Now, for the most part they were. The stereotypes ring true. Most girls can't drive. I can't tell you how many girls just stayed in Sr. Honda or a 160 class until they couldn't race anymore, never placing above 5th. But there were a handful of girls who wanted those wins. Those track records. That validation that came from each and every boy whom we made cry just because we placed higher than they did.

But a girl couldn't cry at the race track. That was too feminine. But a girl had to be super polite and super nice to everyone. If she wasn't, she was just rude, a bitch. A girl had to consistently succeed, otherwise it was a fluke. If she didn't, she wasn't serious about racing. All the generic pressures of being a women were amplified at the race track.

The fathers were the worst. See, when most kids start racing quarter midgets, they don't pay much attention to gender. Yeah, she's a girl and he's a guy, but they can still play in the sandbox together just fine. By the time you hit your pre-teen years, you've been around these kids for so long, gender doesn't really matter. But the fathers care. If a girl wins, the fathers will make comments, will yell at their kids for letting a girl beat them. Call the son wimpy. Weak. And then you've lost a friend. It swings the other way too. If a girl wins, the sons are forced to go hug the girl, to do something slightly more than the usual good job handshake. Creates sexual tension. Makes you acutely aware of the gender difference. And then you've lost a friend.

In my last post I mentioned overhearing comments about not worrying about the girl in the race. I was lucky because most of the time I raced with another more outspoken girl who did well, so these comments weren't as concentrated. I still heard them frequently enough. When I started racing two classes, I overheard a conversation that can be summed up in a sentence: girls aren't strong enough to handle racing two classes in one day. When I raced Hvy. B, people were shocked. A girl in a Deco class? She can't handle that power, she'll crash. When I broke a track record, it was always, "She must have cheated. What are they putting in the fuel?" It was never that way with my brother. I left out something when I talked about winning the Sr. Honda Monza championship. On the video tape my mom's friend took after the race, my friends surrounding me, all celebrating our collective success, you can hear in the background, "Damn women, taking 1-2." That comment forever tarnishes my memory of that moment.

You can't undo that sort of thing. I try and justify it, saying those comments were mostly done in jest. Even if that were true, even if "damn women" was just a joke, do you think that makes it any better? Do you think I can look back and laugh about that? I won a championship, I obliterated the competition during a season where my group broke a track record every race in the series and just one person with two words ruined everything for me. That is the one time I cried at the race track, if you consider less than 10 tears crying. I did so privately, hidden in my dad's truck while changing out of my race suit and back into my street clothes. You learn to steel yourself. I've crashed, I've broken walls, I've been hit so hard I've had bruises on both my hips, I've almost blacked out.

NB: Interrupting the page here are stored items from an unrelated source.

use crate::bsdf::BSDF;
use crate::bxdf::{BxDF, ThinDielectricBxDF};
use crate::color::SampledWavelengths;
use crate::material::{AbstractMaterial, MaterialEvalContext, MaterialEvaluator};
use crate::scene::SpectrumId;

#[derive(Debug, Clone)]
pub struct ThinDielectricMaterial {
    pub ior: SpectrumId,
}

impl AbstractMaterial for ThinDielectricMaterial {
    type ConcreteBxDF = ThinDielectricBxDF;

    fn get_bxdf<E: MaterialEvaluator>(
        &self,
        eval: &E,
        _ctx: &MaterialEvalContext,
        lambda: &SampledWavelengths,
    ) -> Self::ConcreteBxDF {
        let mut eta = eval.sample(self.ior, lambda)[0];
        if eta == 0.0 {
            eta = 1.0;
        }
        ThinDielectricBxDF::new(eta)
    }

    fn get_bsdf<E: MaterialEvaluator>(
        &self,
        eval: &E,
        ctx: &MaterialEvalContext,
        lambda: &SampledWavelengths,
    ) -> BSDF {
        let bxdf = self.get_bxdf(eval, ctx, lambda);
        BSDF::new(ctx.ns, ctx.tangent, BxDF::ThinDielectric(bxdf)).with_terminate_secondary(!eval.is_constant(self.ior))
    }
}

Sometimes you get whiplash just from people banging on your bumper. I've pulled dumb moves and taken myself out of the race. I've been taken out. You do not cry. You do not complain. You take it, you move on. I, for whatever reason, cannot move on from that.

It's no wonder women in higher levels of racing are either over sexualized or butch. Either meek or bitches. It's all we're allowed to be.

If you feel there is something I didn't explain, or something you'd like me to delve into more, please do not hesitate to leave it in the comments, or email me about it. This series of posts is done, but I realize your opportunity to learn about my experience in racing is not.

1 comment:

Kristine said...

Gender stereotypes tend to be like that...it's definitely tough. Reading your post was pretty enlightening on what you experienced during your racing years. I'm glad you wrote about it; brings a whole new light to things.